*Problem requirements*. Extract all of the data and reproduce it precisely.

*Stored data*.
Segment Open

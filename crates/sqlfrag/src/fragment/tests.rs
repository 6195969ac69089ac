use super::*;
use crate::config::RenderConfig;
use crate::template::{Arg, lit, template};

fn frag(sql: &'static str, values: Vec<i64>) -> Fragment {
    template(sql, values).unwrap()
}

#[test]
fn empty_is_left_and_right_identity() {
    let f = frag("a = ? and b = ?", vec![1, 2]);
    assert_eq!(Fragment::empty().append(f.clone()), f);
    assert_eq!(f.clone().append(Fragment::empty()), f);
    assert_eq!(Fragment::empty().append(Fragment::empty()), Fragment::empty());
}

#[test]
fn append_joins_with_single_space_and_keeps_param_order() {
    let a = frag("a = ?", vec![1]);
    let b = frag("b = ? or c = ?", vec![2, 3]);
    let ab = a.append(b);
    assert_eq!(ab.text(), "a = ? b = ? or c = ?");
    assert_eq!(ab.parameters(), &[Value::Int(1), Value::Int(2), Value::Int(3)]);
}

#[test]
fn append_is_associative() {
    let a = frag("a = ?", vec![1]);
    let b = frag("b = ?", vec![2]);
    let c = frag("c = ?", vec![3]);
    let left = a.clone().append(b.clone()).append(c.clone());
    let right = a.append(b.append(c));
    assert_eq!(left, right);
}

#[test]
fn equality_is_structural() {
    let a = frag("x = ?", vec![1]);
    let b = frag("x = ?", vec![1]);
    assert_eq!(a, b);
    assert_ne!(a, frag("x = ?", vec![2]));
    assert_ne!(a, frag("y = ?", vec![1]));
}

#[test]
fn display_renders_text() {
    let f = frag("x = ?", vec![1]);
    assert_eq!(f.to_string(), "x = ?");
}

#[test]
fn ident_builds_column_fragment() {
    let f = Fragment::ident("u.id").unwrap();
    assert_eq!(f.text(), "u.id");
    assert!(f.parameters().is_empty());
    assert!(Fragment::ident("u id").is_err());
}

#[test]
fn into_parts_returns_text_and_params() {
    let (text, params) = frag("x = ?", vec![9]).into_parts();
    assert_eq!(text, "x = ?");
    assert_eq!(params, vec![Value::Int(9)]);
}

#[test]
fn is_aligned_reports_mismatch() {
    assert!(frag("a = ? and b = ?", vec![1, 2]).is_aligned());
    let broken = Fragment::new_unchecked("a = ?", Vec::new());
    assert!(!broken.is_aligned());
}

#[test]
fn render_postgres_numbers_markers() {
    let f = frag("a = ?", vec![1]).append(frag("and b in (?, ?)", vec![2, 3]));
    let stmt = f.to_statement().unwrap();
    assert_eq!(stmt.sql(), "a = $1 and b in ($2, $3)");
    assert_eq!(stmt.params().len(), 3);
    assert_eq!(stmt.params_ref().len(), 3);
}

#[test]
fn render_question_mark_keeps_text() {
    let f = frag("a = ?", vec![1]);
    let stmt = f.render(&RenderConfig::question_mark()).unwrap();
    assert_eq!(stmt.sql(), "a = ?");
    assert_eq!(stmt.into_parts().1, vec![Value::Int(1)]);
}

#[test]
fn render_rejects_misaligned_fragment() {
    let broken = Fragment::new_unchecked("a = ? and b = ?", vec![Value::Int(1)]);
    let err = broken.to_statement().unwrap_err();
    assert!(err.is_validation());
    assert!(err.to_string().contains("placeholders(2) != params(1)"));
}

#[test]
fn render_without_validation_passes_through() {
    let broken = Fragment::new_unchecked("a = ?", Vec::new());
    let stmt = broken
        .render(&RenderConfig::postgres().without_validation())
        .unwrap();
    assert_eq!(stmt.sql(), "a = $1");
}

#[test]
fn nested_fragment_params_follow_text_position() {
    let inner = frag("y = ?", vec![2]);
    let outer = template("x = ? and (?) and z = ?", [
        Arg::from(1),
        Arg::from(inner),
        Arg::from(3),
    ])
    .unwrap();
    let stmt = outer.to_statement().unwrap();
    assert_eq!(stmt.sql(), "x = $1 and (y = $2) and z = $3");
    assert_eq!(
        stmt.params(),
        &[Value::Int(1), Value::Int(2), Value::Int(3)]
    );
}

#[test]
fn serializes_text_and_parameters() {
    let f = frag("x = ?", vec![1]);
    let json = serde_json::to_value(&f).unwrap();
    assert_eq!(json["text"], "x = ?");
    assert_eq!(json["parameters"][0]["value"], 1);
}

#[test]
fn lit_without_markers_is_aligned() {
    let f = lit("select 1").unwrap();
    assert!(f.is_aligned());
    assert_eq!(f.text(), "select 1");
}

Segment Closed

*Expected answer*.
filename crates/sqlfrag/src/fragment/tests.rs
repository 6195969ac69089ac
use super::*;
use crate::config::RenderConfig;
use crate::template::{Arg, lit, template};

fn frag(sql: &'static str, values: Vec<i64>) -> Fragment {
    template(sql, values).unwrap()
}

#[test]
fn empty_is_left_and_right_identity() {
    let f = frag("a = ? and b = ?", vec![1, 2]);
    assert_eq!(Fragment::empty().append(f.clone()), f);
    assert_eq!(f.clone().append(Fragment::empty()), f);
    assert_eq!(Fragment::empty().append(Fragment::empty()), Fragment::empty());
}

#[test]
fn append_joins_with_single_space_and_keeps_param_order() {
    let a = frag("a = ?", vec![1]);
    let b = frag("b = ? or c = ?", vec![2, 3]);
    let ab = a.append(b);
    assert_eq!(ab.text(), "a = ? b = ? or c = ?");
    assert_eq!(ab.parameters(), &[Value::Int(1), Value::Int(2), Value::Int(3)]);
}

#[test]
fn append_is_associative() {
    let a = frag("a = ?", vec![1]);
    let b = frag("b = ?", vec![2]);
    let c = frag("c = ?", vec![3]);
    let left = a.clone().append(b.clone()).append(c.clone());
    let right = a.append(b.append(c));
    assert_eq!(left, right);
}

#[test]
fn equality_is_structural() {
    let a = frag("x = ?", vec![1]);
    let b = frag("x = ?", vec![1]);
    assert_eq!(a, b);
    assert_ne!(a, frag("x = ?", vec![2]));
    assert_ne!(a, frag("y = ?", vec![1]));
}

#[test]
fn display_renders_text() {
    let f = frag("x = ?", vec![1]);
    assert_eq!(f.to_string(), "x = ?");
}

#[test]
fn ident_builds_column_fragment() {
    let f = Fragment::ident("u.id").unwrap();
    assert_eq!(f.text(), "u.id");
    assert!(f.parameters().is_empty());
    assert!(Fragment::ident("u id").is_err());
}

#[test]
fn into_parts_returns_text_and_params() {
    let (text, params) = frag("x = ?", vec![9]).into_parts();
    assert_eq!(text, "x = ?");
    assert_eq!(params, vec![Value::Int(9)]);
}

#[test]
fn is_aligned_reports_mismatch() {
    assert!(frag("a = ? and b = ?", vec![1, 2]).is_aligned());
    let broken = Fragment::new_unchecked("a = ?", Vec::new());
    assert!(!broken.is_aligned());
}

#[test]
fn render_postgres_numbers_markers() {
    let f = frag("a = ?", vec![1]).append(frag("and b in (?, ?)", vec![2, 3]));
    let stmt = f.to_statement().unwrap();
    assert_eq!(stmt.sql(), "a = $1 and b in ($2, $3)");
    assert_eq!(stmt.params().len(), 3);
    assert_eq!(stmt.params_ref().len(), 3);
}

#[test]
fn render_question_mark_keeps_text() {
    let f = frag("a = ?", vec![1]);
    let stmt = f.render(&RenderConfig::question_mark()).unwrap();
    assert_eq!(stmt.sql(), "a = ?");
    assert_eq!(stmt.into_parts().1, vec![Value::Int(1)]);
}

#[test]
fn render_rejects_misaligned_fragment() {
    let broken = Fragment::new_unchecked("a = ? and b = ?", vec![Value::Int(1)]);
    let err = broken.to_statement().unwrap_err();
    assert!(err.is_validation());
    assert!(err.to_string().contains("placeholders(2) != params(1)"));
}

#[test]
fn render_without_validation_passes_through() {
    let broken = Fragment::new_unchecked("a = ?", Vec::new());
    let stmt = broken
        .render(&RenderConfig::postgres().without_validation())
        .unwrap();
    assert_eq!(stmt.sql(), "a = $1");
}

#[test]
fn nested_fragment_params_follow_text_position() {
    let inner = frag("y = ?", vec![2]);
    let outer = template("x = ? and (?) and z = ?", [
        Arg::from(1),
        Arg::from(inner),
        Arg::from(3),
    ])
    .unwrap();
    let stmt = outer.to_statement().unwrap();
    assert_eq!(stmt.sql(), "x = $1 and (y = $2) and z = $3");
    assert_eq!(
        stmt.params(),
        &[Value::Int(1), Value::Int(2), Value::Int(3)]
    );
}

#[test]
fn serializes_text_and_parameters() {
    let f = frag("x = ?", vec![1]);
    let json = serde_json::to_value(&f).unwrap();
    assert_eq!(json["text"], "x = ?");
    assert_eq!(json["parameters"][0]["value"], 1);
}

#[test]
fn lit_without_markers_is_aligned() {
    let f = lit("select 1").unwrap();
    assert!(f.is_aligned());
    assert_eq!(f.text(), "select 1");
}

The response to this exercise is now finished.